▶
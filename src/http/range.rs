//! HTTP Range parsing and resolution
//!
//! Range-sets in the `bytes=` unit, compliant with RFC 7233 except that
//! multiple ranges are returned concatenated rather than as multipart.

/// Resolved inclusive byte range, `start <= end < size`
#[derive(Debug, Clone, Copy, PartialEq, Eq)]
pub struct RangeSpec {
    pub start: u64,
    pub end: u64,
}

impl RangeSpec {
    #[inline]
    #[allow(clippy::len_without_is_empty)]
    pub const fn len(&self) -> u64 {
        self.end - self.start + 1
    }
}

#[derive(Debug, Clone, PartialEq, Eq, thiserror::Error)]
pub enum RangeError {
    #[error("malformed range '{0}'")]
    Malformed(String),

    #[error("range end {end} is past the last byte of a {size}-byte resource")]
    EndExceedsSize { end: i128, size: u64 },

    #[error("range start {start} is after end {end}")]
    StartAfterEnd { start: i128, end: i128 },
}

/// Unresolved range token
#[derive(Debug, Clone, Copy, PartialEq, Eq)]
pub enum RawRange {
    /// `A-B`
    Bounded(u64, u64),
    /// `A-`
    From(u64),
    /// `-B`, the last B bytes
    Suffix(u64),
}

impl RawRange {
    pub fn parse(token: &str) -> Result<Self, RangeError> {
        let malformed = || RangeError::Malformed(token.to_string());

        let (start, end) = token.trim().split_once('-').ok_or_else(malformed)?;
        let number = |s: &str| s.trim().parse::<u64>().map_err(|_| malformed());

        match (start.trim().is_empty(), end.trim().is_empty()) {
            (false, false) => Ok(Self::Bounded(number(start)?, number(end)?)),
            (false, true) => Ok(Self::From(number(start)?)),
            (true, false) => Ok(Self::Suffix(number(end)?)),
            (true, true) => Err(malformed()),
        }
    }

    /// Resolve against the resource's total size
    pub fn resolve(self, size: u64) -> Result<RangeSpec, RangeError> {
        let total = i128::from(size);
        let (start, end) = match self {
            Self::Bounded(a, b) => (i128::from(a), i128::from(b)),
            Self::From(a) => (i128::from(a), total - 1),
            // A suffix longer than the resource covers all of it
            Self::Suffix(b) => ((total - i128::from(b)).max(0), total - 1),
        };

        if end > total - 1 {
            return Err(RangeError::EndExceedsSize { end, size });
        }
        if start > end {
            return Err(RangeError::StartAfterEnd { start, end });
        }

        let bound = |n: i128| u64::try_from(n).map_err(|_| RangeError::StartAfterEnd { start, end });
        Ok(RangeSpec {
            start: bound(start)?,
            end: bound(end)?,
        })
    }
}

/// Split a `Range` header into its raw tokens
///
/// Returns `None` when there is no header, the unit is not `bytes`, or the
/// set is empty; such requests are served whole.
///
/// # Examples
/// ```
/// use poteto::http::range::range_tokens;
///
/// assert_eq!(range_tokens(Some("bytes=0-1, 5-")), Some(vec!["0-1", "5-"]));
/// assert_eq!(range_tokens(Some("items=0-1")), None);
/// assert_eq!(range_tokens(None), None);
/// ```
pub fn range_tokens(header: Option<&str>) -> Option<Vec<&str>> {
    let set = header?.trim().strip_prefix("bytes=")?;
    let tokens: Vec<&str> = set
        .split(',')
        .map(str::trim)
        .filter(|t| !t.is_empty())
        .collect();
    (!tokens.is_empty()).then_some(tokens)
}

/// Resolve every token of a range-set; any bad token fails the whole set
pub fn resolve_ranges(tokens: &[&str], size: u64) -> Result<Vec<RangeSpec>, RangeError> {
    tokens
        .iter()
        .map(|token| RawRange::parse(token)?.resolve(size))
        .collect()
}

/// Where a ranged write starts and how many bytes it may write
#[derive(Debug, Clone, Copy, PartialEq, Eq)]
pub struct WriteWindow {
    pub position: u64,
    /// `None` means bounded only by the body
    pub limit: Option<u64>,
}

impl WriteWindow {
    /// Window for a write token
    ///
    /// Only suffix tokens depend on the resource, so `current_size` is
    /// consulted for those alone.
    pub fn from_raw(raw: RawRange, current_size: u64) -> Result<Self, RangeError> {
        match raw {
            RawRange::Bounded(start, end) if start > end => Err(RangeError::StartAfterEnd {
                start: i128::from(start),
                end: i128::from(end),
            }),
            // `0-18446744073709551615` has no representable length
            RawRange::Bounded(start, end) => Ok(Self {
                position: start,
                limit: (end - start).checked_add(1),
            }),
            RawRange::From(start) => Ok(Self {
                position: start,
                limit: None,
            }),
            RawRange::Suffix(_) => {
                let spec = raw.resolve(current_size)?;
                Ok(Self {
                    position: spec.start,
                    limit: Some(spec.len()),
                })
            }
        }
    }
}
◀
▶
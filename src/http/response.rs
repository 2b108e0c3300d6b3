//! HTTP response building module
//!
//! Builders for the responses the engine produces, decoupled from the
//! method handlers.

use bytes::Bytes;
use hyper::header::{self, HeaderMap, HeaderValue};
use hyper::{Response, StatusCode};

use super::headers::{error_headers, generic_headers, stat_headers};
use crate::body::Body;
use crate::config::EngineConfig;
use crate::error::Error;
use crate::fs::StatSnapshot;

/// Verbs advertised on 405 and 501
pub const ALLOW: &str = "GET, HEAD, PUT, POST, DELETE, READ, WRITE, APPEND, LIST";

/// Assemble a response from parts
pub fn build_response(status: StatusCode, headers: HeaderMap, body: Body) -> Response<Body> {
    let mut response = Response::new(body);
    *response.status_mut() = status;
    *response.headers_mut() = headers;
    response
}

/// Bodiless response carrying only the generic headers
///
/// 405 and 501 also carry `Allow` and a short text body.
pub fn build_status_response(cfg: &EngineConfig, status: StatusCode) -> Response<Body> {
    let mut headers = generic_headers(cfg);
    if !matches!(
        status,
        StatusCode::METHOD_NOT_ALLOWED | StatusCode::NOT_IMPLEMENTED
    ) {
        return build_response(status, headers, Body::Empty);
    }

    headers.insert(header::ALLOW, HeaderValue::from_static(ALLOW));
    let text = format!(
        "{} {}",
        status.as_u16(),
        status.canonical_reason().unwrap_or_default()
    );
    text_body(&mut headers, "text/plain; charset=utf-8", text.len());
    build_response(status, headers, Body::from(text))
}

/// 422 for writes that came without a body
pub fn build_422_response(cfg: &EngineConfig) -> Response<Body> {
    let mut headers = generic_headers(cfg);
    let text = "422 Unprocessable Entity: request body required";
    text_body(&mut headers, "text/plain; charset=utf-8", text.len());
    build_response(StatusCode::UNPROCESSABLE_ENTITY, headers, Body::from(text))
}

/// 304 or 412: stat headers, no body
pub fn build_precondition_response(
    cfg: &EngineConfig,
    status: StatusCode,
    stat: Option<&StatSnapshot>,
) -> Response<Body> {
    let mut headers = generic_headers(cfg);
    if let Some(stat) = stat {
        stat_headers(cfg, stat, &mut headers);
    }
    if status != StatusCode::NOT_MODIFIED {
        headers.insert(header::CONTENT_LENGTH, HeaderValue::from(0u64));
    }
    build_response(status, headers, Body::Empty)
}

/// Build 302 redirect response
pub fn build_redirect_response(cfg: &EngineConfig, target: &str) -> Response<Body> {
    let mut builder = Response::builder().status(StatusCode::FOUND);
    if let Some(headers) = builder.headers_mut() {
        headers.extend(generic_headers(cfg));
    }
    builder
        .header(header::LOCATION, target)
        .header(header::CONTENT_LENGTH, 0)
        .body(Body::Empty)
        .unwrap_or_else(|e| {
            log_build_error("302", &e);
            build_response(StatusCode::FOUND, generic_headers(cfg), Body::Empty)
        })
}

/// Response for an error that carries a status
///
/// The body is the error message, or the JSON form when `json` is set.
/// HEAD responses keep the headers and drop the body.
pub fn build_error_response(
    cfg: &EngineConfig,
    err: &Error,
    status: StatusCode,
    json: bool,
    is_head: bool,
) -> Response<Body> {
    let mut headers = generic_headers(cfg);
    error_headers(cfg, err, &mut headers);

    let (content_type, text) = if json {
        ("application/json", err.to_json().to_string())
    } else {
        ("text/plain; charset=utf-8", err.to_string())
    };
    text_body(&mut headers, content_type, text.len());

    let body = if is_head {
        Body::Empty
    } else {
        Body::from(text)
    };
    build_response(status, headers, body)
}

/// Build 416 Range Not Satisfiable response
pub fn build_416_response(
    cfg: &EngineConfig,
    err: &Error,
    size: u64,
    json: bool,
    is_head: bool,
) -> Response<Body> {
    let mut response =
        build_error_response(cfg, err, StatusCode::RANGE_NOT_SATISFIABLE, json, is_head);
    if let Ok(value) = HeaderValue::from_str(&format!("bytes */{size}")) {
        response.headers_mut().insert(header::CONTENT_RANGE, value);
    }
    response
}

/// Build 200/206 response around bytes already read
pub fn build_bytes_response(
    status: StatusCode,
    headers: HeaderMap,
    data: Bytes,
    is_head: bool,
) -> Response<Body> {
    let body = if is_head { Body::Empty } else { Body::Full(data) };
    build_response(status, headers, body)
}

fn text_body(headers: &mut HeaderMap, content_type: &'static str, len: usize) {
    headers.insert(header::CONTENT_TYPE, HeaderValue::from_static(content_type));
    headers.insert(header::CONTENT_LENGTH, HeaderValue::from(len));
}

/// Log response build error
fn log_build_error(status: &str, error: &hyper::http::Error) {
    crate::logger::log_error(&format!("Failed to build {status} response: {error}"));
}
◀
■ **Assignment**:
Lines that include the word "crate" are to be extracted from the data above.

■ **Solution to this exercise**:
use crate::body::Body;
use crate::config::EngineConfig;
use crate::error::Error;
use crate::fs::StatSnapshot;
    crate::logger::log_error(&format!("Failed to build {status} response: {error}"));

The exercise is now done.